Cognitive skills are brain-based skills we need to carry out any task from the simplest to the most complex. They help us learn, problem solve, remember and sustain our attention.

It’s important for children to have balanced cognitive skills because if one is weak it can affect their overall development. You want your child to have strong cognitive skills and coding can help strengthen them.

Here’s three cognitive skills that can be improved when kids learn to code at their own pace with Hatch Coding’s interest-led virtual education portal.

Sustained Attention: Coding Projects Tailored to their Interests

Sustained Attention is the cognitive ability to look at, listen to and think about tasks over a period of time. Without attention, new learning cannot happen. Kids are more motivated to learn a new skill - like coding - when it aligns with their interests.

Hatch Coding has over 600 projects and themes for kids to choose from and do at their own pace. Whether they’re interested in Minecraft, Among Us, Harry Potter or Art and Design, there are projects that will align with their interests and keep their attention.

Our step-by-step program incentivizes students to set goals and gain points by completing projects and challenges. We also host coding competitions where they can showcase their skills to the Hatch Coding community, get their project published to our portal and win cool prizes.

Take this beginner project, Hold A Ball for example:

Students start small with five lines of code and type what they see. The challenges that accompany this project ask them to make changes to the colour of the ball and background. This allows students to make the project their own by altering the design of it. All of our projects are designed this way, so students can turn their ideas into code and have creative control over their work.
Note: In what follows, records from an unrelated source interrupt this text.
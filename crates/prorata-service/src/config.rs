//! Service configuration.
//!
//! Provides [`PoolConfig`] with defaults for the owner account and the
//! event broadcast channel. The configuration is set programmatically
//! by the embedding application.

use prorata_core::types::AccountId;

/// Default capacity of the event broadcast channel.
pub const DEFAULT_EVENT_CAPACITY: usize = 256;

/// Configuration for a pool service instance.
#[derive(Debug, Clone)]
pub struct PoolConfig {
    /// Account initially authorized to inject rewards.
    pub owner: AccountId,
    /// Capacity of the event broadcast channel. Slow subscribers that
    /// fall more than this many events behind start missing events.
    pub event_capacity: usize,
}

impl Default for PoolConfig {
    fn default() -> Self {
        Self {
            owner: AccountId::ZERO,
            event_capacity: DEFAULT_EVENT_CAPACITY,
        }
    }
}

impl PoolConfig {
    /// Broadcast channel capacity, clamped to at least 1.
    pub fn channel_capacity(&self) -> usize {
        self.event_capacity.max(1)
    }
}
//! # dslog-core
//! Core utilities for dslog - severity table, line rendering, color stripping and
//! elapsed-time prefixes shared by the logger and its helpers.

mod config;
mod elapsed;
mod format;
mod log_writer;
mod severity;

pub use config::{ConfigError, EnvConfig};
pub use elapsed::{Elapsed, elapsed_prefix, start_instant};
pub use format::{Seq, render, strip_color};
pub use log_writer::{LogMemory, LogStdout, LogWriter, append_line};
pub use severity::{AtomicSeverity, ParseSeverityError, Severity};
As students move through code projects, the challenges serve to add complexity and further learning to each project. Kids quickly discover if they commit to learning more coding concepts, they can soon build their own games and animations.
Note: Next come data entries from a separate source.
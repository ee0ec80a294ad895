use std::{
    fmt::Display,
    path::{Path, PathBuf},
    sync::{
        Mutex, MutexGuard, PoisonError, RwLock,
        atomic::{AtomicBool, Ordering},
    },
    time::Instant,
};

use dslog_core::{
    AtomicSeverity, Elapsed, LogStdout, LogWriter, Severity, append_line, render, start_instant,
    strip_color,
};

pub(crate) type Console = Box<dyn LogWriter + Send>;

/// Logger writing to a console writer and, optionally, to a log file.
///
/// Configuration fields can be changed from any thread at any time; a change is seen
/// by the log calls that start after it. Console and file writes of one call happen
/// under a single lock, so lines of concurrent calls never interleave and appear in
/// the same order on both sinks.
pub struct Logger {
    console: Mutex<Console>,
    file_path: RwLock<PathBuf>,
    level: AtomicSeverity,
    file_sink: AtomicBool,
    timer: AtomicBool,
    enabled: AtomicBool,
}

impl Default for Logger {
    fn default() -> Self {
        Self::new(Severity::Info)
    }
}

impl Logger {
    /// Logger printing to stdout with `level` as the default tag, file sink and timer off.
    pub fn new(level: Severity) -> Self {
        Self::from_parts(Box::new(LogStdout), level, "log.txt".into(), false, false, true)
    }

    pub(crate) fn from_parts(
        console: Console,
        level: Severity,
        file_path: PathBuf,
        file_sink: bool,
        timer: bool,
        enabled: bool,
    ) -> Self {
        // pin the elapsed-time baseline no later than the first logger
        start_instant();
        Self {
            console: Mutex::new(console),
            file_path: RwLock::new(file_path),
            level: AtomicSeverity::new(level),
            file_sink: AtomicBool::new(file_sink),
            timer: AtomicBool::new(timer),
            enabled: AtomicBool::new(enabled),
        }
    }

    /// Logs `message`.
    ///
    /// Without an explicit `level` the line is tagged with the configured [`Logger::level`].
    /// Never fails: a log file that cannot be written is reported on the console.
    pub fn log<M: Display>(
        &self,
        message: M,
        level: Option<Severity>,
        line: Option<u32>,
        call_site: Option<&str>,
    ) {
        if !self.is_enabled() {
            return;
        }
        let message = message.to_string();
        let level = level.unwrap_or_else(|| self.level());
        let rendered = render(&message, Some(level), line, call_site);

        let mut console = self.lock_console();
        let output = if self.is_timer_enabled() {
            let elapsed = Elapsed::between(start_instant(), Instant::now());
            format!("{}{rendered}", elapsed.colored())
        } else {
            rendered
        };
        console.regular(&output);
        if self.is_file_sink_enabled() {
            self.write_file(&mut console, &strip_color(&output));
        }
    }

    /// Logs `message` tagged with the configured level.
    pub fn log_msg<M: Display>(&self, message: M) {
        self.log(message, None, None, None);
    }

    pub fn log_at<M: Display>(&self, message: M, level: Severity) {
        self.log(message, Some(level), None, None);
    }

    fn write_file(&self, console: &mut Console, line: &str) {
        let path = self.file_path();
        if let Err(err) = append_line(&path, line) {
            let report = render(
                &format!("Unable to open log file {}: {err}", path.display()),
                Some(Severity::Error),
                Some(line!()),
                Some("dslog::Logger::write_file"),
            );
            console.regular(&report);
        }
    }

    fn lock_console(&self) -> MutexGuard<'_, Console> {
        self.console.lock().unwrap_or_else(PoisonError::into_inner)
    }

    pub fn flush(&self) {
        self.lock_console().flush();
    }

    pub fn level(&self) -> Severity {
        self.level.load()
    }

    pub fn set_level(&self, level: Severity) {
        self.level.store(level);
    }

    pub fn file_path(&self) -> PathBuf {
        self.file_path
            .read()
            .unwrap_or_else(PoisonError::into_inner)
            .clone()
    }

    pub fn set_file_path<P: AsRef<Path>>(&self, path: P) {
        *self
            .file_path
            .write()
            .unwrap_or_else(PoisonError::into_inner) = path.as_ref().to_path_buf();
    }

    pub fn is_file_sink_enabled(&self) -> bool {
        self.file_sink.load(Ordering::Relaxed)
    }

    pub fn set_file_sink(&self, enabled: bool) {
        self.file_sink.store(enabled, Ordering::Relaxed);
    }

    pub fn enable_file_sink(&self) {
        self.set_file_sink(true);
    }

    pub fn disable_file_sink(&self) {
        self.set_file_sink(false);
    }

    pub fn is_timer_enabled(&self) -> bool {
        self.timer.load(Ordering::Relaxed)
    }

    pub fn set_timer(&self, enabled: bool) {
        self.timer.store(enabled, Ordering::Relaxed);
    }

    pub fn enable_timer(&self) {
        self.set_timer(true);
    }

    pub fn disable_timer(&self) {
        self.set_timer(false);
    }

    pub fn is_enabled(&self) -> bool {
        self.enabled.load(Ordering::Relaxed)
    }

    /// Turns all output on or off.
    pub fn set_enabled(&self, enabled: bool) {
        self.enabled.store(enabled, Ordering::Relaxed);
    }

    pub fn enable(&self) {
        self.set_enabled(true);
    }

    pub fn disable(&self) {
        self.set_enabled(false);
    }
}

#[test]
fn test_logger_is_send_and_sync() {
    fn assert_send_sync<T: Send + Sync>() {}
    assert_send_sync::<Logger>();
}

#[test]
fn test_default_configuration() {
    let logger = Logger::default();
    assert_eq!(logger.level(), Severity::Info);
    assert_eq!(logger.file_path(), PathBuf::from("log.txt"));
    assert!(!logger.is_file_sink_enabled());
    assert!(!logger.is_timer_enabled());
    assert!(logger.is_enabled());
}

#[test]
fn test_mutators() {
    let logger = Logger::new(Severity::Debug);
    logger.set_level(Severity::Error);
    logger.set_file_path("/tmp/elsewhere.log");
    logger.enable_file_sink();
    logger.enable_timer();
    logger.disable();
    assert_eq!(logger.level(), Severity::Error);
    assert_eq!(logger.file_path(), PathBuf::from("/tmp/elsewhere.log"));
    assert!(logger.is_file_sink_enabled());
    assert!(logger.is_timer_enabled());
    assert!(!logger.is_enabled());
    logger.disable_file_sink();
    logger.disable_timer();
    logger.enable();
    assert!(!logger.is_file_sink_enabled());
    assert!(!logger.is_timer_enabled());
    assert!(logger.is_enabled());
}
Try our beginner project: Hold A Ball.

Improves Working Memory: Learning Coding Concepts Step-by-Step

Working Memory is the cognitive ability to remember information or instructions in the mind long enough to perform tasks. Like when you look at a passcode and remember it long enough to enter it into the site requiring it.

Coding requires kids to learn new concepts and to build upon these concepts as they go. Fixing bugs or errors in their code is one of the ways that students strengthen their working memory.

For example, when students are first introduced to using functions, it can be easy to forget that the code for it needs to be between two curly brackets and closed out with a semicolon. Their code won’t render if they miss these steps. Usually after fixing an error like this a few times they remember this step moving forward. And bit by bit their working memory continues to be strengthened.

Hatch Coding was created by educators and programmers with the student in mind. If students are having trouble debugging their code, they can ask for help at any time through their student dashboard and a coach will respond. They are also encouraged to search for their own answers by referring to our Reference Guide. If your child learns best with additional support, we have private virtual coaching sessions available. See our plans for more details.

Girl focused at her computer learning to code

Visual Processing: Coding Requires Kids to Process Information Quickly

Visual processing is the cognitive ability to understand where images and objects are in space and the context in which they exist. This skill is especially important when learning a new language because it requires pattern recognition and fast eye movement.

When kids learn to read and write code, like learning a new language, they first need to learn the letters and symbols that make the language function. As students learn the basic concepts of coding and its syntax - like variables, functions and conditionals - they can then order the concepts appropriately and visualize what they want their project to look like after completion. As they become more familiar with the coding syntax they are able to process the visual information more quickly. And this practice improves their visual processing skills.